Stocktake: Soaring earnings justify European rally

Bank of America predicts equities will end some 12% below current levels

Stocks are also more expensive than usual. Photograph: iStock
Stocks are also more expensive than usual. Photograph: iStock

The S&P 500 is not the only index to be gaining month after month. In Europe, the Stoxx 600 continues to hit new highs after seven consecutive monthly gains, its longest winning streak since 2013.

Some analysts think the move has gone too far. Bank of America predicts European equities will end the year some 12 per cent below current levels, saying economic growth and corporate earnings will likely slow down after spiking from their 2020 lows.

Maybe, but bulls can argue 2021’s consistent gains are justified by Europe’s stellar earnings recovery.
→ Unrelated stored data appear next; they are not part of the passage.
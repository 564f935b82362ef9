//! Engine test harness

use super::{EngineSettings, TurnEngine};
use crate::channel::testing::ScriptedChannel;
use crate::channel::ChannelAdapter;
use crate::transcript::memory::MemoryLog;
use std::collections::HashMap;
use std::sync::Arc;
use std::time::Duration;

/// An engine wired to scripted channels and an in-memory transcript
pub struct Harness {
    pub engine: TurnEngine,
    pub log: Arc<MemoryLog>,
    channels: HashMap<String, Arc<ScriptedChannel>>,
}

impl Harness {
    pub fn new(channels: impl IntoIterator<Item = ScriptedChannel>) -> Self {
        let log = Arc::new(MemoryLog::new());
        let mut engine = TurnEngine::new(log.clone()).with_settings(Self::settings());
        let mut by_name = HashMap::new();

        for channel in channels {
            let channel = Arc::new(channel);
            engine.register(channel.clone());
            by_name.insert(channel.name().to_lowercase(), channel);
        }

        Self {
            engine,
            log,
            channels: by_name,
        }
    }

    /// Observer acks get 3s; the scripted turn wait is 10s
    pub fn settings() -> EngineSettings {
        EngineSettings {
            observer_ack_wait: Duration::from_secs(3),
            send_spacing: Duration::from_millis(200),
        }
    }

    pub fn channel(&self, name: &str) -> &ScriptedChannel {
        &self.channels[name]
    }

    /// Messages delivered to `name`, in order
    pub fn sent(&self, name: &str) -> Vec<String> {
        self.channel(name).sent()
    }
}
In the current earnings quarter, 64 per cent of companies that have reported so far have topped analyst estimates – the highest beat rate in five years and comfortably above that seen in a typical quarter, when 51 per cent beat and 40 per cent miss estimates.
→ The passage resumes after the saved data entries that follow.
//! Daily transcript files

use super::{ConversationLog, LogError, TranscriptEntry};
use async_trait::async_trait;
use std::path::PathBuf;
use tokio::io::AsyncWriteExt;

/// Appends entries to `<dir>/conversation_<YYYY-MM-DD>.txt`
#[derive(Debug, Clone)]
pub struct FileLog {
    dir: PathBuf,
}

impl FileLog {
    pub fn new(dir: impl Into<PathBuf>) -> Self {
        Self { dir: dir.into() }
    }

    /// File the entry belongs in, keyed by the entry's UTC date
    pub fn path_for(&self, entry: &TranscriptEntry) -> PathBuf {
        self.dir
            .join(format!("conversation_{}.txt", entry.timestamp.format("%Y-%m-%d")))
    }
}

#[async_trait]
impl ConversationLog for FileLog {
    async fn append(&self, entry: &TranscriptEntry) -> Result<(), LogError> {
        let path = self.path_for(entry);
        let io_err = |source| LogError::Io {
            path: path.clone(),
            source,
        };

        tokio::fs::create_dir_all(&self.dir).await.map_err(io_err)?;
        let mut file = tokio::fs::OpenOptions::new()
            .create(true)
            .append(true)
            .open(&path)
            .await
            .map_err(io_err)?;
        file.write_all(format!("{entry}\n\n").as_bytes())
            .await
            .map_err(io_err)?;
        file.flush().await.map_err(io_err)
    }
}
Refinitiv data shows 71 per cent have exceeded revenue estimates, compared to a 56:44 beat/miss rate in a typical quarter.

READ MORE

Better still, companies are really crushing expectations; earnings are 23.6 per cent above estimates, way above their long-term average surprise factor of 5.3 per cent.

Stocks are also more expensive than usual – they trade on 16.4 times estimated earnings, above their 10-year average of 14 – but bulls will hope companies continue to justify investor optimism.